Шаги над пропастью - 2

Тамара Малеевская
Отрывок из семейной хроники ГДЕ НОЧУЮТ ТЕНИ
(Серия «По следам предков» - из путешествия по России в 1998 г.)

"Шаги над пропастью" = продолжение 1-ой части "Оборванные нити".

Опубликовано в Хабаровске, в сборнике Гродековского музея - "ВЕСТНИК ПРИАМУРСКОГО РОДОВЕДЧЕСКОГО ОБЩЕСТВА" № 3, 2010 г.  В сборнике "ВИДЕНИЯ", Брисбен 2017 г.
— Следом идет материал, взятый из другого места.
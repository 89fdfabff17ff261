//! Time subsystem.
//!
//! Frame timing driven by host timestamps rather than wall time:
//! - one `FrameClock` per render surface
//! - call `tick(timestamp_ms)` once per ticked frame
//! - call `reset()` when ticking is suspended so resume starts from `dt = 0`

mod frame_clock;

pub use frame_clock::{FrameClock, FrameTime};
use winit::window::{CursorIcon, Window, WindowId};

use crate::coords::Viewport;
use crate::device::{Gpu, SurfaceErrorAction};
use crate::input::{InputFrame, InputState};
use crate::paint::Color;
use crate::render::{RenderCtx, RenderTarget};
use crate::time::FrameTime;

use super::app::AppControl;

/// Per-window handles and immutable window metadata.
pub struct WindowCtx<'a> {
    pub id: WindowId,
    pub window: &'a Window,
}

impl<'a> WindowCtx<'a> {
    /// Logical window size as `(width, height)`.
    pub fn logical_size(&self) -> (f32, f32) {
        let phys = self.window.inner_size();
        let logi: winit::dpi::LogicalSize<f64> = phys.to_logical(self.window.scale_factor());
        (logi.width as f32, logi.height as f32)
    }

    #[inline]
    pub fn scale_factor(&self) -> f32 {
        self.window.scale_factor() as f32
    }

    /// Sets the mouse cursor shape. Call each frame to keep it current.
    pub fn set_cursor(&self, cursor: CursorIcon) {
        self.window.set_cursor(cursor);
    }

    /// Asks the runtime for another frame even when the app does not animate.
    pub fn request_redraw(&self) {
        self.window.request_redraw();
    }
}

/// Per-frame context passed to `core::App::on_frame`.
///
/// Lifetimes:
/// - `'a` is the duration of the callback invocation
/// - `'w` is the window-borrow lifetime carried by `Gpu<'w>`
pub struct FrameCtx<'a, 'w> {
    pub window: WindowCtx<'a>,
    pub gpu: &'a mut Gpu<'w>,
    pub input: &'a InputState,
    pub input_frame: &'a InputFrame,
    pub time: FrameTime,
}

impl<'a, 'w> FrameCtx<'a, 'w> {
    /// Clears color and depth, calls `draw` with a ready [`RenderCtx`] and
    /// [`RenderTarget`], then presents the frame.
    ///
    /// With multisampling on, `draw` renders into the MSAA target and every
    /// pass resolves into the swapchain image.
    pub fn render<F>(&mut self, clear: Color, draw: F) -> AppControl
    where
        F: FnOnce(&RenderCtx<'_>, &mut RenderTarget<'_>),
    {
        let (w, h) = self.window.logical_size();
        let scale_factor = self.window.scale_factor();

        let mut frame = match self.gpu.begin_frame() {
            Ok(f) => f,
            Err(err) => {
                return match self.gpu.handle_surface_error(err) {
                    SurfaceErrorAction::Fatal => AppControl::Exit,
                    _ => AppControl::Continue,
                };
            }
        };

        let gpu: &Gpu<'w> = &*self.gpu;
        let (color_view, resolve_target) = match gpu.msaa_view() {
            Some(msaa) => (msaa, Some(&frame.view)),
            None => (&frame.view, None),
        };

        {
            let mut target = RenderTarget::new(&mut frame.encoder, color_view, resolve_target, gpu.depth_view());

            // Clear pass; dropped before any renderer opens its own.
            {
                let clear = wgpu::Color {
                    r: clear.r as f64,
                    g: clear.g as f64,
                    b: clear.b as f64,
                    a: clear.a as f64,
                };
                let _rpass = target.encoder.begin_render_pass(&wgpu::RenderPassDescriptor {
                    label: Some("nabu clear"),
                    color_attachments: &[Some(target.color_attachment(wgpu::LoadOp::Clear(clear)))],
                    depth_stencil_attachment: Some(target.depth_attachment(wgpu::LoadOp::Clear(1.0))),
                    timestamp_writes: None,
                    occlusion_query_set: None,
                    multiview_mask: None,
                });
            }

            let rctx = RenderCtx::new(
                gpu.device(),
                gpu.queue(),
                gpu.surface_format(),
                Viewport::new(w, h),
                scale_factor,
                gpu.sample_count(),
            );
            draw(&rctx, &mut target);
        }

        self.window.window.pre_present_notify();
        gpu.submit(frame);

        AppControl::Continue
    }
}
                * * * * * * * * *

     В те далёкие дни она была совсем ещё ребёнком, а когда бежали - ей всего-то минуло 15. Поэтому, вспоминая о её детстве, я в мыслях невольно, с любовью, называю её просто Таней...
     Отец Тани, Павел Николаевич Курочкин, как и все военные царского времени, большую часть жизни проводил в армии - воевал в 1902 году, потом в 1914... В те недолгие промежутки, когда наступало мирное затишье, работал бухгалтером и по долгу службы ездил с семьёй по всей Сибири. Жили в Минусинске, Тобольске, Ачинске, Красноярске.
     Там, в Красноярске, в 1907 году родилась моя бабушка Таня. У Тани уже были старшие сёстры – Наташа, Вера и, возможно, кто-то ещё... После неё – в семье тоже рождались братья и сёстры: так, в Минусинске в 1911 году родилась Лена; потом появились на свет Костя и Лёня., но где, в каком городе родились мальчики – этого, наверное, никогда не узнать.
     Так или иначе, Аделаиде Аркадьевне суждено было произвести на свет 12 человек детей. К её горю, многие из них умирали в младенчестве... только шестеро остались в живых. Здоровье  ли её сказывалось, или постоянные переезды и связанные с этим трудности, или более чем скромное материальное положение, что в те времена было общей участью большинства офицеров в России, только похороны в семье и житейские тяготы шли рука об руку.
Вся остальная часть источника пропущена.